PROBLEM TO SOLVE =
Two lines mark the range in the entries below: the one holding "tls.flush().await.unwrap();" and the one holding "store, Arc::new(TrafficCounters::new()), tx);". Set down those two and all lines between them, exactly.

━━ MATERIALS PROVIDED

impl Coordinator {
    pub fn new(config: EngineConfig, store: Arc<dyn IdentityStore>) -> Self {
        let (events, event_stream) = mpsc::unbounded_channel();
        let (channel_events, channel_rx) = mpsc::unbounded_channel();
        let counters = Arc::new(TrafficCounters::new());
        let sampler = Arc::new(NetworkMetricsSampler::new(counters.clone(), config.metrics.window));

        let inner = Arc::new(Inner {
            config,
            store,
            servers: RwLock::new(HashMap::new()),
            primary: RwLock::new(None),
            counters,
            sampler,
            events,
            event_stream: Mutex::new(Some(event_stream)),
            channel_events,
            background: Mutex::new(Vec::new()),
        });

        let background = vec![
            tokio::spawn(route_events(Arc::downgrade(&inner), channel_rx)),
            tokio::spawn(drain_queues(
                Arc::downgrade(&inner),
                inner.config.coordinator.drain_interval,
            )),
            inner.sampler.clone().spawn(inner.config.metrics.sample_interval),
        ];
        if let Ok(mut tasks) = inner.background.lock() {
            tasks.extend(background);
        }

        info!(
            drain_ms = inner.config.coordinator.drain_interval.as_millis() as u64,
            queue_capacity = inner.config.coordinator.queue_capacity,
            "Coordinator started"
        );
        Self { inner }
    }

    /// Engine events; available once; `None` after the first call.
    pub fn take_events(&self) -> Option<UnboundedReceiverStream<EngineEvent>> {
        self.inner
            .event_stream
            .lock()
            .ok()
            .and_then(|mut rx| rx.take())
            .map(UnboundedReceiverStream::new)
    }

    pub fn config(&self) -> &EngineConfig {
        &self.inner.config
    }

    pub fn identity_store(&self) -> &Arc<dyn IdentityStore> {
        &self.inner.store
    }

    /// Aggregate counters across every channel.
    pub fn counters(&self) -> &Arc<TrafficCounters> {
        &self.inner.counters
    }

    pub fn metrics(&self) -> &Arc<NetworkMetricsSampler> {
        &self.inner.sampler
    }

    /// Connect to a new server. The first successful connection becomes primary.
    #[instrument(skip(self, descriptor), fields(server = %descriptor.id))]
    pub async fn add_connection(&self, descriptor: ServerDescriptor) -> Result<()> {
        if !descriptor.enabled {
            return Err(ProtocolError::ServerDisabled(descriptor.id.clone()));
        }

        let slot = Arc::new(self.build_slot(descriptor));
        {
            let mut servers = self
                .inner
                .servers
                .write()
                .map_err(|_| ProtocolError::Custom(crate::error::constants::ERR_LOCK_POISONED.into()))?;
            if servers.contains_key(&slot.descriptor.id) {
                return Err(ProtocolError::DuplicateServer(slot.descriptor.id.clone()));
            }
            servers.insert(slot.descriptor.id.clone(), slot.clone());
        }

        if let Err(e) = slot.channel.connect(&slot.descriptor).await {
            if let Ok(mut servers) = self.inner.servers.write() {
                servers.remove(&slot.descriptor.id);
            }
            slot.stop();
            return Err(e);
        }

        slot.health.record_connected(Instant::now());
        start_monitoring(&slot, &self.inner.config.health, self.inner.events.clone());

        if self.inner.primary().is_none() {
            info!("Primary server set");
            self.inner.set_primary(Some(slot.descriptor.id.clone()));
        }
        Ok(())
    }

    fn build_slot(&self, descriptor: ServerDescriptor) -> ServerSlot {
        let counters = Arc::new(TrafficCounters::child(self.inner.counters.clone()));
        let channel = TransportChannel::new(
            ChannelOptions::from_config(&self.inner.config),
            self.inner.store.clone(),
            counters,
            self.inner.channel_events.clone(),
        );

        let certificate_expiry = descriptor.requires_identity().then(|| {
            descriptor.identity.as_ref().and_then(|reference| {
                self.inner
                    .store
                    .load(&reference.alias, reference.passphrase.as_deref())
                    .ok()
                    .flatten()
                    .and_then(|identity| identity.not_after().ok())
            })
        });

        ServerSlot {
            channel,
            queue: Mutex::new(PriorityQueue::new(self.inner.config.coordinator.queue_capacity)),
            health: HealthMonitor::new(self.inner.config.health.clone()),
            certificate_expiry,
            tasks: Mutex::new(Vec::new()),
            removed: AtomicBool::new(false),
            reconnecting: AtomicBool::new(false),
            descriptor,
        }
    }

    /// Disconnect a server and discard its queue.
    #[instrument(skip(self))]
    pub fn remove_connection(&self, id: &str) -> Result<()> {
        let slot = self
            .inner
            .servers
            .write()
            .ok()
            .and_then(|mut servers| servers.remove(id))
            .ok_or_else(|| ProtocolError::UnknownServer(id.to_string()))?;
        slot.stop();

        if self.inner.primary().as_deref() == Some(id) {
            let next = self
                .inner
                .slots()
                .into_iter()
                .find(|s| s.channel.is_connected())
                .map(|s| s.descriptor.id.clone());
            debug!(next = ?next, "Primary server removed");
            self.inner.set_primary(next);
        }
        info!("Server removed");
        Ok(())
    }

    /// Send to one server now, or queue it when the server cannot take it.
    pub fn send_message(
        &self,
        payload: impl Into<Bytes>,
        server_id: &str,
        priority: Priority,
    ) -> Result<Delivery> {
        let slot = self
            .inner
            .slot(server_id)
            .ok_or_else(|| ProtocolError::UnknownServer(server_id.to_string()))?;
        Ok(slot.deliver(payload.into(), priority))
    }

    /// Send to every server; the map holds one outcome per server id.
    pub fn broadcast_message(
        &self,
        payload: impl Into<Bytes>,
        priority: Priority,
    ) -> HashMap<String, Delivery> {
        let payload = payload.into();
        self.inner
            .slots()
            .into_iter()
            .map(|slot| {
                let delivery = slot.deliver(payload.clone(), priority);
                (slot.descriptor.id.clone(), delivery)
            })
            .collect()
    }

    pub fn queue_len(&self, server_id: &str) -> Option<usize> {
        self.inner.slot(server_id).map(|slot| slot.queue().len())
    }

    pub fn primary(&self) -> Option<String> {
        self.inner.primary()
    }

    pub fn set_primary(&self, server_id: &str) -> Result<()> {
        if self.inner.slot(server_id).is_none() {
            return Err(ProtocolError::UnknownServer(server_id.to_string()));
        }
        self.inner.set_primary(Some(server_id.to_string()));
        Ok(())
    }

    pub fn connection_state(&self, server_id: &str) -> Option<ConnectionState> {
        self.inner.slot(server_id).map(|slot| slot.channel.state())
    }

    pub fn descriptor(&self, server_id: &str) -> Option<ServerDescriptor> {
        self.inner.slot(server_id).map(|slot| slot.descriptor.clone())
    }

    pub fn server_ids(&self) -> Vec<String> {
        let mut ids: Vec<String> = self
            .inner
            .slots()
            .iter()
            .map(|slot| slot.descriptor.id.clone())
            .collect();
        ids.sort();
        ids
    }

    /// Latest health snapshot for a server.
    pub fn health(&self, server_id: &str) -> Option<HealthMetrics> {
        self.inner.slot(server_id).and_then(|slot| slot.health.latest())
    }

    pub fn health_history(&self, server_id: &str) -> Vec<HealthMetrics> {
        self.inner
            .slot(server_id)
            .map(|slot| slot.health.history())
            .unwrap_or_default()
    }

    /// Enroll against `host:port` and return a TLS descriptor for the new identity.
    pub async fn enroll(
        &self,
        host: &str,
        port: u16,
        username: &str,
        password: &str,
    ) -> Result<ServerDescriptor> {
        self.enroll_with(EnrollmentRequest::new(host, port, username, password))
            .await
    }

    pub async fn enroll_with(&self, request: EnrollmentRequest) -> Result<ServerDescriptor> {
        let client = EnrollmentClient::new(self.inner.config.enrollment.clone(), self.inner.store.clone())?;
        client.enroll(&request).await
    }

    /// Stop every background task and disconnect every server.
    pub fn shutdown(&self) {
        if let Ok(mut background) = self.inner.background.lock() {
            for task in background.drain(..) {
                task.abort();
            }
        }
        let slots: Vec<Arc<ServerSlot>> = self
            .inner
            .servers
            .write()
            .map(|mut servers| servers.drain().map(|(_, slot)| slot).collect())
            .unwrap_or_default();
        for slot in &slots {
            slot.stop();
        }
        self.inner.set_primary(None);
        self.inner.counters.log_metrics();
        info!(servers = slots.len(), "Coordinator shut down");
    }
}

━━━━
━━ MATERIALS PROVIDED

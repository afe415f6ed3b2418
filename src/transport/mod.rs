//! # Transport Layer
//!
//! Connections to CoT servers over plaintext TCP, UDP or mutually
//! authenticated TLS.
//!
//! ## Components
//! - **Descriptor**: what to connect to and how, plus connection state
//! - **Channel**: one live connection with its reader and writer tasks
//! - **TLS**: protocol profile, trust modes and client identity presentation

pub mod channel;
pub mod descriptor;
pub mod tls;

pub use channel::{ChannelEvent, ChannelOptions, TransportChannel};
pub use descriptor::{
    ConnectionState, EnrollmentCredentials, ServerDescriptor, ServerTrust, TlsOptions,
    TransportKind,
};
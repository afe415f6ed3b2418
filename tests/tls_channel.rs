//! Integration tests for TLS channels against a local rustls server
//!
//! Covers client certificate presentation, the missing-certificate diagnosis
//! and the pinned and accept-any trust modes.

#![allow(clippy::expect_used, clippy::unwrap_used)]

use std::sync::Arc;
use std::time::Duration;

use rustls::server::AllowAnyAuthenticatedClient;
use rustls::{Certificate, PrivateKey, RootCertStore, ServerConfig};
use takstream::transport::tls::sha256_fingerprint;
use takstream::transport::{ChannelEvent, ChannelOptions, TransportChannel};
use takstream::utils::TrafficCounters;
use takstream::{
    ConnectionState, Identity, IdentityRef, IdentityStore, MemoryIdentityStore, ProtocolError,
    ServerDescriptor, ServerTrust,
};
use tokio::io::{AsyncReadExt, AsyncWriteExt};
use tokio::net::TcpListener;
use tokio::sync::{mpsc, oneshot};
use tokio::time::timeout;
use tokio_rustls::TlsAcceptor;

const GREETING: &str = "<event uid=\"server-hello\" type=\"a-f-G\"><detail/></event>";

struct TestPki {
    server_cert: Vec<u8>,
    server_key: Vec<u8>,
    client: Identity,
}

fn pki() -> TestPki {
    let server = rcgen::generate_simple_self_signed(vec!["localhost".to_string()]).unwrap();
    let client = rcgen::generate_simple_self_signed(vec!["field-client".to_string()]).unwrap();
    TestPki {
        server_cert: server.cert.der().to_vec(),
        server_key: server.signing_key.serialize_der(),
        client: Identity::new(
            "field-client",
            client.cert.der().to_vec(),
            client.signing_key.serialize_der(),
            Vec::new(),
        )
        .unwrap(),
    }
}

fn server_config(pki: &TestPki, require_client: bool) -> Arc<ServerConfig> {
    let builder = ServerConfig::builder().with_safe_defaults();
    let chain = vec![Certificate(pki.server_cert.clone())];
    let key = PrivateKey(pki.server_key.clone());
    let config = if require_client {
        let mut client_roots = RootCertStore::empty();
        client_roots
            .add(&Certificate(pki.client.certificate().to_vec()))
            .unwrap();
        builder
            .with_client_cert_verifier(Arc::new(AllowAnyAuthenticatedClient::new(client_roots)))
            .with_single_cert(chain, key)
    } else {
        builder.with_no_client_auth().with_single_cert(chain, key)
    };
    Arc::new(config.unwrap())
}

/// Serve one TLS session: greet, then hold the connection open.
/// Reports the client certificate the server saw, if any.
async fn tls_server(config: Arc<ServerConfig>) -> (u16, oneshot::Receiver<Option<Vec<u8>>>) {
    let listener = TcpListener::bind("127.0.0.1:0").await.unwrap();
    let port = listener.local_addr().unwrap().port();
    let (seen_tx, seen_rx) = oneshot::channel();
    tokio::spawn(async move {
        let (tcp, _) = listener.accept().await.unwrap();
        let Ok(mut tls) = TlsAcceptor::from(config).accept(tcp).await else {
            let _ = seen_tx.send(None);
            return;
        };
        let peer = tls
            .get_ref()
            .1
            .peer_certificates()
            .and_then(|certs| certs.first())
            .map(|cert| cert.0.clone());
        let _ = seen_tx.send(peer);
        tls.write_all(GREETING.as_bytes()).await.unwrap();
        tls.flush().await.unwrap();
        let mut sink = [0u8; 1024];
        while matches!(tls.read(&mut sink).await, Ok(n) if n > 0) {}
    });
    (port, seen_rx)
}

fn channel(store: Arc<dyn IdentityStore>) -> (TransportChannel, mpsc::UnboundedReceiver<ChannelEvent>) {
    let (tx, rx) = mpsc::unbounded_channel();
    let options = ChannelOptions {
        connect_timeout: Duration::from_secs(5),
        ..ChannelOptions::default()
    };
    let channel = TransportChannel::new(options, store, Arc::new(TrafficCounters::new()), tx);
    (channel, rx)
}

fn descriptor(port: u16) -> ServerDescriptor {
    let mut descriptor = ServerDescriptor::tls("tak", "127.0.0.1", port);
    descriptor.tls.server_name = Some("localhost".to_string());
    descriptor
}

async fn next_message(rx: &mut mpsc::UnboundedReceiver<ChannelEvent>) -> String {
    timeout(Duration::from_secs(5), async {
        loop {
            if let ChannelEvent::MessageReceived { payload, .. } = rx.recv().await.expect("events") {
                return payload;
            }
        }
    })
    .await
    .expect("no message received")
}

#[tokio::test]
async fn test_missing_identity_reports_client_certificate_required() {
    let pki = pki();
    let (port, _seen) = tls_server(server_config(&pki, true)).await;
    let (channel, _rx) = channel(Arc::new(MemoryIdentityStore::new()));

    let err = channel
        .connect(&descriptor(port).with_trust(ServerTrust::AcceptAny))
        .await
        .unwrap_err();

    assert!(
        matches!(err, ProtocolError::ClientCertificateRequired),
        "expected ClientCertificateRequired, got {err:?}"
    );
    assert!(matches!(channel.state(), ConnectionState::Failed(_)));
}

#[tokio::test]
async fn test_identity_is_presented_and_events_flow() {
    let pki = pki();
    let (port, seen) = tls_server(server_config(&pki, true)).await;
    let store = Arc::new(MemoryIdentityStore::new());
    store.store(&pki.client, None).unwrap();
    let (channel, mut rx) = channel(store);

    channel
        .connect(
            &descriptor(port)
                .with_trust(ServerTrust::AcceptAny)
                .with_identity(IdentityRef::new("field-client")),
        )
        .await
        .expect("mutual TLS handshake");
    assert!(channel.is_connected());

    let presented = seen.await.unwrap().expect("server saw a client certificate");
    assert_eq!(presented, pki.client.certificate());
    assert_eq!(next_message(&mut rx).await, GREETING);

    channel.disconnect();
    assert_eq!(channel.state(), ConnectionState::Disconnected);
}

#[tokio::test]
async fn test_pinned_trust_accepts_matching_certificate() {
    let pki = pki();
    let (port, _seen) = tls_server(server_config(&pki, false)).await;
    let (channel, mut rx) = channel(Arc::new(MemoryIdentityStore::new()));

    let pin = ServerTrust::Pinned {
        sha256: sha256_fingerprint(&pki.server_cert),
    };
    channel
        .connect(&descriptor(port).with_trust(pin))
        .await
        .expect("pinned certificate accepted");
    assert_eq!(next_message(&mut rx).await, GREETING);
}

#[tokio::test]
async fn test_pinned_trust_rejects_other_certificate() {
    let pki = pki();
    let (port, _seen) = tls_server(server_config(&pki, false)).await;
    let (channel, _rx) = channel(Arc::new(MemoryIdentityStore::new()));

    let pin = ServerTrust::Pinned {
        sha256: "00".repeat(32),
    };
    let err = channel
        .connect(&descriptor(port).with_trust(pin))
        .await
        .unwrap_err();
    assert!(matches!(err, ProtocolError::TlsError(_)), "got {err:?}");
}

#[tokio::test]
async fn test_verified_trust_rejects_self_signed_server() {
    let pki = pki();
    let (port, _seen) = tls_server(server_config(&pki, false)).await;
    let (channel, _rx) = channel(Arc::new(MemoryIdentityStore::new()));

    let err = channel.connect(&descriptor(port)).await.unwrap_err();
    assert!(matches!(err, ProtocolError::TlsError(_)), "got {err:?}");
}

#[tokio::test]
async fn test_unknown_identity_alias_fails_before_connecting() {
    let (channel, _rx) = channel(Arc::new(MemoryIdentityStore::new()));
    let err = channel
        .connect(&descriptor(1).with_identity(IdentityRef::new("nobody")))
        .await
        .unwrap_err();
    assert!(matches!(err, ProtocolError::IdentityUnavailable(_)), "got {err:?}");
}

━━━━

EXERCISE OUTPUT =
        tls.flush().await.unwrap();
        let mut sink = [0u8; 1024];
        while matches!(tls.read(&mut sink).await, Ok(n) if n > 0) {}
    });
    (port, seen_rx)
}

fn channel(store: Arc<dyn IdentityStore>) -> (TransportChannel, mpsc::UnboundedReceiver<ChannelEvent>) {
    let (tx, rx) = mpsc::unbounded_channel();
    let options = ChannelOptions {
        connect_timeout: Duration::from_secs(5),
        ..ChannelOptions::default()
    };
    let channel = TransportChannel::new(options, store, Arc::new(TrafficCounters::new()), tx);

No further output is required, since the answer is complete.